> WORK REQUIRED: Count how many lines in the data hold the word "MalformedForm", and give that number alone.

Dataset entries
//! API error types for the CoinGate REST API client.

use std::fmt;

use serde::Deserialize;
use serde_json::Value;
use thiserror::Error;

/// API-specific error type for the CoinGate REST API client.
#[derive(Debug, Error)]
pub enum ApiError {
    /// HTTP/network error from reqwest (connection, TLS, timeout)
    #[error("HTTP error: {0}")]
    Http(#[from] reqwest::Error),

    /// The API answered with a non-200 status
    #[error("{0}")]
    Status(StatusError),

    /// JSON deserialization error on a successful response
    #[error("Deserialization error: {0}")]
    Deserialize(String),

    /// Invalid parameter provided to the client
    #[error("Invalid parameter: {0}")]
    InvalidParameter(String),
}

impl ApiError {
    /// HTTP status of the response, if the API answered at all.
    pub fn status(&self) -> Option<u16> {
        match self {
            Self::Status(e) => Some(e.status),
            Self::Http(e) => e.status().map(|s| s.as_u16()),
            _ => None,
        }
    }

    /// Whether the request failed because the timeout elapsed.
    pub fn is_timeout(&self) -> bool {
        matches!(self, Self::Http(e) if e.is_timeout())
    }
}

/// Result type alias for API operations.
pub type ApiResult<T> = Result<T, ApiError>;

/// Error response format from the API.
///
/// The API is inconsistent about which fields it fills: sometimes `reason` and
/// `message`, sometimes only `error`.
#[derive(Debug, Clone, Default, PartialEq, Eq, Deserialize)]
pub struct ErrorResponse {
    #[serde(default)]
    pub reason: Option<String>,
    #[serde(default)]
    pub message: Option<String>,
    #[serde(default)]
    pub error: Option<String>,
}

impl ErrorResponse {
    /// Parse an error body field by field.
    ///
    /// A field that is missing or not a string is `None` without affecting
    /// the others. Anything that is not a JSON object yields an empty response.
    pub fn from_body(body: &str) -> Self {
        let Ok(value) = serde_json::from_str::<Value>(body) else {
            return Self::default();
        };
        let field = |name: &str| value.get(name).and_then(Value::as_str).map(str::to_string);

        Self {
            reason: field("reason"),
            message: field("message"),
            error: field("error"),
        }
    }
}

/// A non-200 response, normalized.
///
/// Displays as `Error <status>: <reason> <message><error>`, leaving out the
/// parts the API did not send.
#[derive(Debug, Clone, PartialEq, Eq)]
pub struct StatusError {
    pub status: u16,
    pub reason: String,
    pub message: String,
    pub error: String,
}

impl StatusError {
    pub fn new(status: u16, response: ErrorResponse) -> Self {
        Self {
            status,
            reason: response.reason.unwrap_or_default(),
            message: response.message.unwrap_or_default(),
            error: response.error.unwrap_or_default(),
        }
    }

    /// `<reason> <message><error>` with empty parts left out.
    pub fn description(&self) -> String {
        let detail = format!("{}{}", self.message, self.error);
        [self.reason.as_str(), detail.as_str()]
            .iter()
            .filter(|part| !part.is_empty())
            .copied()
            .collect::<Vec<_>>()
            .join(" ")
    }
}

impl fmt::Display for StatusError {
    fn fmt(&self, f: &mut fmt::Formatter<'_>) -> fmt::Result {
        let description = self.description();
        if description.is_empty() {
            write!(f, "Error {}:", self.status)
        } else {
            write!(f, "Error {}: {}", self.status, description)
        }
    }
}

impl std::error::Error for StatusError {}

#[cfg(test)]
mod tests {
    use super::*;

    fn status_error(status: u16, body: &str) -> StatusError {
        StatusError::new(status, ErrorResponse::from_body(body))
    }

    #[test]
    fn test_reason_and_message() {
        let err = status_error(402, r#"{"reason":"insufficient_funds","message":"try again"}"#);
        assert_eq!(err.to_string(), "Error 402: insufficient_funds try again");
    }

    #[test]
    fn test_error_only() {
        let err = status_error(401, r#"{"error":"Unauthorized"}"#);
        assert_eq!(err.to_string(), "Error 401: Unauthorized");
    }

    #[test]
    fn test_all_fields_in_fixed_order() {
        let err = status_error(
            422,
            r#"{"status":422,"error":"!","message":"Order is not valid","reason":"OrderIsNotValid"}"#,
        );
        assert_eq!(err.to_string(), "Error 422: OrderIsNotValid Order is not valid!");
    }

    #[test]
    fn test_unparsable_body() {
        let err = status_error(502, "<html>Bad Gateway</html>");
        assert_eq!(err.reason, "");
        assert_eq!(err.to_string(), "Error 502:");
    }

    #[test]
    fn test_mistyped_field_keeps_the_rest() {
        let err = status_error(
            422,
            r#"{"reason":"OrderIsNotValid","message":"Order is not valid","error":{"price":["is invalid"]}}"#,
        );
        assert_eq!(err.reason, "OrderIsNotValid");
        assert_eq!(err.error, "");
        assert_eq!(err.to_string(), "Error 422: OrderIsNotValid Order is not valid");

        let err = status_error(400, r#"{"reason":7,"message":null,"error":"Bad request"}"#);
        assert_eq!(err.to_string(), "Error 400: Bad request");
    }

    #[test]
    fn test_api_error_display_is_status_message() {
        let err = ApiError::Status(status_error(404, r#"{"reason":"OrderNotFound","message":"Order does not exist"}"#));
        assert_eq!(err.to_string(), "Error 404: OrderNotFound Order does not exist");
        assert_eq!(err.status(), Some(404));
        assert!(!err.is_timeout());
    }
}
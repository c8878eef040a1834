//! Payment callbacks (webhooks) sent by CoinGate.
//!
//! When an order changes status CoinGate POSTs an
//! `application/x-www-form-urlencoded` body to the order's `callback_url`:
//!
//! ```text
//! id=343&order_id=ORDER-1415020039&status=paid&price=1050.99&currency=USD
//! &receive_currency=EUR&receive_amount=926.73&btc_amount=4.81849315
//! &created_at=2014-11-03T13:07:28%2B03:00
//! ```
//!
//! Only a malformed body is an error. Individual fields are best-effort: a
//! missing or non-numeric `id` becomes `0`, a missing or unparsable
//! `created_at` becomes `None`, and bytes that are not UTF-8 are replaced
//! with U+FFFD.
//!
//! Callbacks are **not** authenticated. Anyone who knows the callback URL can
//! post one, so confirm the status with
//! [`CoingateClient::get_order`](crate::api::CoingateClient::get_order)
//! before releasing goods.

use chrono::{DateTime, FixedOffset};
use rust_decimal::Decimal;
use serde::{Deserialize, Serialize};
use thiserror::Error;

use crate::api::types::OrderStatus;
use crate::shared::parse_decimal;

/// Content type of callback bodies.
pub const FORM_CONTENT_TYPE: &str = "application/x-www-form-urlencoded";

/// Largest form body that will be parsed (10 MiB).
pub const MAX_FORM_BODY: usize = 10 << 20;

/// Layout of `created_at`: RFC 3339 with a numeric `±HH:MM` offset, e.g.
/// `2014-11-03T13:07:28+03:00`. Fractional seconds are accepted.
pub const CREATED_AT_FORMAT: &str = "%Y-%m-%dT%H:%M:%S%.f%:z";

/// Callback parsing errors.
#[derive(Debug, Clone, PartialEq, Eq, Error)]
pub enum CallbackError {
    /// The request had no body at all
    #[error("Form process error: missing form body")]
    MissingBody,

    /// The body is not a valid URL-encoded form
    #[error("Form process error: {0}")]
    MalformedForm(String),
}

/// A status notification for one order.
#[derive(Debug, Clone, Default, PartialEq, Eq, Serialize, Deserialize)]
pub struct CallbackNotification {
    /// CoinGate order ID
    pub id: i64,
    /// Merchant's own order ID
    pub order_id: String,
    /// New order status (e.g. `paid`)
    pub status: String,
    /// Price as decimal string
    pub price: String,
    /// Pricing currency
    pub currency: String,
    /// Currency the merchant receives
    pub receive_currency: String,
    /// Amount the merchant receives, as decimal string
    pub receive_amount: String,
    /// Amount paid in crypto, as decimal string
    pub btc_amount: String,
    /// Order creation time
    pub created_at: Option<DateTime<FixedOffset>>,
}

impl CallbackNotification {
    /// Parse a URL-encoded form body.
    ///
    /// # Errors
    ///
    /// Returns [`CallbackError::MalformedForm`] if the body contains an invalid
    /// percent escape or exceeds [`MAX_FORM_BODY`].
    pub fn from_form(body: &[u8]) -> Result<Self, CallbackError> {
        if body.len() > MAX_FORM_BODY {
            return Err(CallbackError::MalformedForm(format!(
                "body too large ({} bytes)",
                body.len()
            )));
        }

        validate_form(body)?;

        let pairs: Vec<(String, String)> = serde_urlencoded::from_bytes(body)
            .map_err(|e| CallbackError::MalformedForm(e.to_string()))?;

        Ok(Self::from_pairs(&pairs))
    }

    /// Build a notification from decoded form pairs. The first value of each
    /// key wins; unknown keys are ignored.
    pub fn from_pairs(pairs: &[(String, String)]) -> Self {
        let field = |name: &str| {
            pairs
                .iter()
                .find(|(key, _)| key == name)
                .map(|(_, value)| value.clone())
                .unwrap_or_default()
        };

        Self {
            id: field("id").trim().parse().unwrap_or_default(),
            order_id: field("order_id"),
            status: field("status"),
            price: field("price"),
            currency: field("currency"),
            receive_currency: field("receive_currency"),
            receive_amount: field("receive_amount"),
            btc_amount: field("btc_amount"),
            created_at: parse_created_at(&field("created_at")),
        }
    }

    /// `status` as an [`OrderStatus`].
    pub fn order_status(&self) -> OrderStatus {
        OrderStatus::from(self.status.as_str())
    }

    pub fn price_decimal(&self) -> Option<Decimal> {
        parse_decimal(&self.price)
    }

    pub fn receive_amount_decimal(&self) -> Option<Decimal> {
        parse_decimal(&self.receive_amount)
    }

    pub fn btc_amount_decimal(&self) -> Option<Decimal> {
        parse_decimal(&self.btc_amount)
    }
}

/// Parse an inbound callback request.
///
/// * `content_type` - the request's `Content-Type` header, if any
/// * `body` - the request body; `None` when the request had none
///
/// Only `application/x-www-form-urlencoded` bodies are read. Any other
/// content type yields an empty notification, the same as a form with no
/// recognised fields.
///
/// Query parameters of the callback URL are not merged in: a value such as
/// `?order=42` placed in `callback_url` has to be read from the request URI
/// by the caller.
///
/// # Errors
///
/// [`CallbackError::MissingBody`] if there is no body, or
/// [`CallbackError::MalformedForm`] if the form cannot be decoded.
pub fn parse_callback(
    content_type: Option<&str>,
    body: Option<&[u8]>,
) -> Result<CallbackNotification, CallbackError> {
    let body = body.ok_or(CallbackError::MissingBody)?;

    if !content_type.is_some_and(is_form_content_type) {
        tracing::debug!(?content_type, "Callback is not a form, no fields read");
        return Ok(CallbackNotification::default());
    }

    let notification = CallbackNotification::from_form(body)?;
    tracing::debug!(
        id = notification.id,
        status = %notification.status,
        "Parsed CoinGate callback"
    );
    Ok(notification)
}

/// Whether a `Content-Type` value denotes a URL-encoded form (parameters ignored).
pub fn is_form_content_type(content_type: &str) -> bool {
    content_type
        .split(';')
        .next()
        .map(str::trim)
        .is_some_and(|media_type| media_type.eq_ignore_ascii_case(FORM_CONTENT_TYPE))
}

fn parse_created_at(value: &str) -> Option<DateTime<FixedOffset>> {
    if !has_colon_offset(value) {
        return None;
    }
    DateTime::parse_from_str(value, CREATED_AT_FORMAT).ok()
}

/// `%:z` also takes `+0300`; the offset must be written `+03:00`.
fn has_colon_offset(value: &str) -> bool {
    let bytes = value.as_bytes();
    bytes.len() >= 6
        && matches!(bytes[bytes.len() - 6], b'+' | b'-')
        && bytes[bytes.len() - 3] == b':'
}

/// Reject bodies with bad `%` escapes. Everything else decodes, lossily if
/// need be.
fn validate_form(body: &[u8]) -> Result<(), CallbackError> {
    for pair in body.split(|b| *b == b'&') {
        for component in pair.splitn(2, |b| *b == b'=') {
            validate_component(component)?;
        }
    }
    Ok(())
}

fn validate_component(raw: &[u8]) -> Result<(), CallbackError> {
    let mut i = 0;
    while i < raw.len() {
        if raw[i] == b'%' {
            let valid = raw
                .get(i + 1..i + 3)
                .is_some_and(|hex| hex.iter().all(u8::is_ascii_hexdigit));
            if !valid {
                let end = (i + 3).min(raw.len());
                return Err(CallbackError::MalformedForm(format!(
                    "invalid URL escape \"{}\"",
                    String::from_utf8_lossy(&raw[i..end])
                )));
            }
            i += 3;
        } else {
            i += 1;
        }
    }
    Ok(())
}
//! Ping endpoint types.

use serde::{Deserialize, Serialize};

/// Expected value of the `ping` field.
pub const PONG: &str = "pong";

/// Response for GET /ping.
#[derive(Debug, Clone, Default, PartialEq, Eq, Serialize, Deserialize)]
pub struct PingResponse {
    #[serde(default)]
    pub ping: String,
    /// Server time, as sent by the API
    #[serde(default)]
    pub time: Option<String>,
}

impl PingResponse {
    /// Whether the service answered `"pong"`.
    pub fn is_pong(&self) -> bool {
        self.ping == PONG
    }
}

#[cfg(test)]
mod tests {
    use super::*;

    #[test]
    fn test_is_pong() {
        let response: PingResponse =
            serde_json::from_str(r#"{"ping":"pong","time":"2014-11-03T13:07:28+00:00"}"#).unwrap();
        assert!(response.is_pong());
        assert_eq!(response.time.as_deref(), Some("2014-11-03T13:07:28+00:00"));
    }

    #[test]
    fn test_not_pong() {
        let response: PingResponse = serde_json::from_str(r#"{"ping":"PONG"}"#).unwrap();
        assert!(!response.is_pong());

        let response: PingResponse = serde_json::from_str(r#"{}"#).unwrap();
        assert!(!response.is_pong());
    }
}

> RESPONSE TO THIS EXERCISE: 6